Let $(x_n)_{n \ge 1}$ with $x_1>4$ and $x_{n+1}=3+\frac{4}{x_n}, n \ge 1$.
Prove that $\lim_{n\to \infty} x_n=4$ and find $\lim_{n\to \infty}( \frac{x_{2n+1}+x_{2n}}{8})^n$.
I proved that $\lim_{n\to \infty} x_n=4$, and for the second limit I wrote $$\left(\frac{x_{2n}+x_{2n+1}}{8}\right)^n=\exp\left\{n\ln\left(\frac{x_{2n}+x_{2n+1}}{8}\right)\right\},$$ but I don't understand how to calculate this. Please help!

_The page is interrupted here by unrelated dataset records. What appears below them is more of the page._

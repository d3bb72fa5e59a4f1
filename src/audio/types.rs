// This Source Code Form is subject to the terms of the Mozilla Public
// License, v. 2.0. If a copy of the MPL was not distributed with this
// file, You can obtain one at http://mozilla.org/MPL/2.0/.

//! Audio-server type definitions for playback streams and operations.

use crate::audio::volume::StreamVolume;

/// Server-assigned identifier of a playback stream (a PulseAudio sink input).
pub type StreamIndex = u32;

/// Label used when the server supplies no application name.
pub const UNTITLED_LABEL: &str = "<untitled>";

/// Icon used when the server supplies no application icon.
pub const DEFAULT_ICON: &str = "application-multimedia";

/// Handle for an in-flight volume-set request.
///
/// Handles are minted by the session and never reused within a run, so a
/// completion can always be matched against the one currently pending.
#[derive(Debug, Clone, Copy, PartialEq, Eq, Hash, PartialOrd, Ord)]
pub struct OperationId(pub u64);

impl std::fmt::Display for OperationId {
    fn fmt(&self, f: &mut std::fmt::Formatter<'_>) -> std::fmt::Result {
        write!(f, "op#{}", self.0)
    }
}

/// Attributes of a playback stream as reported by the audio server.
#[derive(Debug, Clone, PartialEq)]
pub struct StreamAttributes {
    pub index: StreamIndex,
    /// Application name, if the client set one.
    pub label: Option<String>,
    /// Symbolic icon name, if the client set one.
    pub icon_hint: Option<String>,
    pub volume: StreamVolume,
}

impl StreamAttributes {
    pub fn new(index: StreamIndex, volume: StreamVolume) -> Self {
        Self {
            index,
            label: None,
            icon_hint: None,
            volume,
        }
    }

    pub fn with_label(mut self, label: impl Into<String>) -> Self {
        self.label = Some(label.into());
        self
    }

    pub fn with_icon(mut self, icon: impl Into<String>) -> Self {
        self.icon_hint = Some(icon.into());
        self
    }

    /// Label to display, falling back to [`UNTITLED_LABEL`].
    pub fn display_label(&self) -> &str {
        match self.label.as_deref() {
            Some(label) if !label.is_empty() => label,
            _ => UNTITLED_LABEL,
        }
    }

    /// Icon to display, falling back to [`DEFAULT_ICON`].
    pub fn display_icon(&self) -> &str {
        match self.icon_hint.as_deref() {
            Some(icon) if !icon.is_empty() => icon,
            _ => DEFAULT_ICON,
        }
    }
}

/// Connection state of the audio-server session.
#[derive(Debug, Clone, Copy, PartialEq, Eq)]
pub enum SessionState {
    Unconnected,
    Connecting,
    Authorizing,
    SettingName,
    Ready,
    Failed,
    Terminated,
}

impl SessionState {
    /// True for states after which the session never recovers.
    pub fn is_terminal(self) -> bool {
        matches!(self, Self::Failed | Self::Terminated)
    }
}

Sketch of proof : step 1: $ \ln(1-x)=-x-x^2-\cdots -x^n+ o(x^n)\ $, so you have to determine the limit of $$ n(x_{2n}+x_{2n+1}-8)$$
Step 2 : From a certain point $N$, $x_n\in[3,5]$ so (with $f(x):=3+\frac{4}{x}$) $$|x_{n+1}-x_{n}|=|f(x_{n})-f(x_{n-1})|\leq \sup_{c\in[3,5]}|f'(c)||x_{n}-x_{n-1}|< C |x_{n}-x_{n-1}|< 2 C^{n-N}$$ with $0<C<1$, for $n>N$. So, for $2n>N$, $$ |x_{2n+1}-x_{2n}|\leq 2 C^{2n-N} $$ sept 3: from the particular form of that equation, it is easy to prove that the subsequence $x_{2n}$ is decreasing to $4$ (since $x_0>4$) and $x_{2n+1}$ is increasing to $4$ (and $x_p>0$ or all $p$). So, $x_{2n+1}\leq 4\leq x_{2n}$ and $$ |x_{2n}+x_{2n+1}-8 |\leq |x_{2n+1}-4|+|x_{2n}-4|=|x_{2n+1}-x_{2n}|\leq 2 C^{2n-N}$$ so $$\lim_{n\rightarrow \infty}n(x_{2n}+x_{2n+1}-8) =0$$ You can conclude.